Allarme protezionismo
Di Carlo Pelanda (20-9-2009)
In questo settembre l’opinione pubblica in materia di economia sta indulgendo un po’ troppo sul fatto che sia stata evitata una crisi catastrofica globale a fine 2008 e non punta bene i riflettori sui nodi che restano per consolidare ed accelerare la ripresa. Da un lato, sono stati individuati i rischi principali per il biennio 2010-11 di: (a) riassorbimento troppo lento della disoccupazione in America ed Europa; (b) non riuscire ad evitare una bolla distruttiva di inflazione per errori di tempistica nel rialzare il costo del denaro allo scopo di contenerla; (c) ricaduta in una recessione grave alla fine delle stimolazioni in atto per loro insufficienza o per i motivi detti sopra.
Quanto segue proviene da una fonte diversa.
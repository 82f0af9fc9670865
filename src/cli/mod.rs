pub mod migrate;
pub mod server;
pub mod user;
pub mod auth;

pub use auth::{Auth, auth_middleware};
mod ingredient;
mod recipe;
mod recipe_relation;
mod tag;
mod user;

use sqlx_migrator::vec_box;

pub struct Migration;

sqlx_migrator::sqlite_migration!(
    Migration,
    "cookbook",
    "m0001",
    vec_box![],
    vec_box![
        user::CreateTable,
        user::CreateUk1,
        tag::CreateTable,
        tag::CreateIdx1,
        ingredient::CreateTable,
        ingredient::CreateIdx1,
        recipe::CreateTable,
        recipe::CreateIdx1,
        recipe_relation::CreateRecipeTagTable,
        recipe_relation::CreateRecipeTagIdx1,
        recipe_relation::CreateRecipeIngredientTable,
        recipe_relation::CreateRecipeIngredientIdx1
    ]
);
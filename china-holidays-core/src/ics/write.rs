//! Writing the generated calendar to disk.

use std::io::Write;
use std::path::Path;

use tempfile::NamedTempFile;
use tracing::debug;

use crate::error::HolidayResult;

/// Write `content` to `path` in one step.
///
/// The content goes to a temporary file next to `path` which then replaces
/// it, so a failed write leaves any previous calendar untouched.
pub fn save_calendar(path: &Path, content: &str) -> HolidayResult<()> {
    let dir = match path.parent() {
        Some(parent) if !parent.as_os_str().is_empty() => parent,
        _ => Path::new("."),
    };

    let mut file = NamedTempFile::new_in(dir)?;
    file.write_all(content.as_bytes())?;
    file.flush()?;
    file.persist(path).map_err(|e| e.error)?;

    debug!(path = %path.display(), bytes = content.len(), "Calendar written");
    Ok(())
}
Dall’altro, non è stata messa in priorità l’attenzione sul rischio più grave nel presente: il protezionismo economico. Se aumenta sarà crisi globale certa.
Gli
osservatori economici, mesi fa, si sono sentiti tranquillizzati dalla forte
presa di posizione antiprotezionista da parte dei governi del G20. Ma una
ricerca ha da poco rilevato che questi hanno compiuto, in media, un atto
protezionistico ogni tre giorni dall’inizio del 2009. Quello più pericoloso,
per le implicazioni politiche, è stato compiuto dall’Amministrazione Obama.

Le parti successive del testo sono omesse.